В психиатрической лечебнице он развлекался тем, что громко оскорблял монахинь, которые там работали[665]. Его невестка, Консепсьон Лодейро Лопес, и внучка, Марианела де Агилера Лодейро, в тот день не пострадали, потому что уехали в Луго готовить свадьбу девушки. Жена и трое детей Агустина находились на юге Испании. Началось расследование, но Гонсало уже не предстал перед судом. Он так и остался в больнице, страдая от неизлечимой деменции на фоне глубокой депрессии. Он прекратил принимать лекарства, прописанные ему для лечения проблем с легкими, кровеносной системой и психикой, и умер от сердечно-легочной недостаточности примерно через девять месяцев после совершенного им преступления, в мае 1965 г. Его вдова Магдалена пережила его на семь лет и умерла в декабре 1972 г.[666]
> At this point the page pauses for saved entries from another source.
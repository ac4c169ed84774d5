//! docgraph Reflection API
//!
//! Shared trait and descriptor types through which the documentation graph
//! asks about program structure.
//!
//! This crate provides:
//!
//! - **ReflectionProvider trait**: the interface every source of program
//!   structure implements
//! - **Descriptor types**: namespaces, members, types, signatures and
//!   override values
//! - **MemoryProvider**: an in-memory provider for tests and embedding
//! - **Text helpers**: docstring cleaning and string literal decoding
//! - **C3 linearization** for providers that compute MROs themselves
//!
//! # Example
//!
//! ```rust
//! use docgraph_reflect_api::{MemoryProvider, ReflectionProvider};
//!
//! let mut provider = MemoryProvider::new();
//! let module = provider.add_module("shapes");
//! let base = provider.add_class(module, "Shape", &[], "A shape.");
//! provider.add_class(module, "Square", &[base], "A square.");
//!
//! let info = provider.import_module("shapes").unwrap();
//! let members = provider.module_members(info.object).unwrap();
//! assert_eq!(members.len(), 2);
//! ```

pub mod entities;
pub mod errors;
pub mod memory;
pub mod mro;
pub mod text;
pub mod traits;

// Re-export commonly used types
pub use entities::{
    is_public, ClassInfo, MemberInfo, MemberKind, NamespaceInfo, ObjectId, OverrideValue,
    ParamKind, Parameter, RoutineDecorator, Signature, TypeRef,
};
pub use errors::{ReflectError, ReflectResult};
pub use memory::MemoryProvider;
pub use text::{cleandoc, decode_string_literal};
pub use traits::{list_submodules, ReflectionProvider};

#[cfg(test)]
mod tests;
Было бы ошибкой полагать, что прежние тирады Агилеры были результатом необычного психического расстройства, которое в конце концов вылилось в трагическую развязку для этой семьи. Нет сомнений, что он мало чем отличался от остальных пропагандистов режима – людей вроде Росалеса, выбранного Молой, или Пемана, выбранного Кейпо де Льяно и Франко. Один из представителей националистов говорил Уэббу Миллеру, что необходимо «убивать всех, у кого в голове засела эта "красная идея"». Другой «любезный, привлекательный, умный молодой офицер» рассказывал ему, что лично казнил 71 человека[667]. Еще меньше оснований сомневаться в том, что взгляды Агилеры были близки взглядам Молы, Франко, Кейпо де Льяно и других предводителей мятежа. Вместо того чтобы просто сделать вывод, что Агилера был сумасшедшим, полезнее попытаться понять, в какой степени его – и их – психические особенности объяснялись сочетанием сурового католического воспитания, интернализации зверств, совершенных ими в Марокко, и аргументации, которую они находили в трудах Тускетса, Карлавильи и Пемана.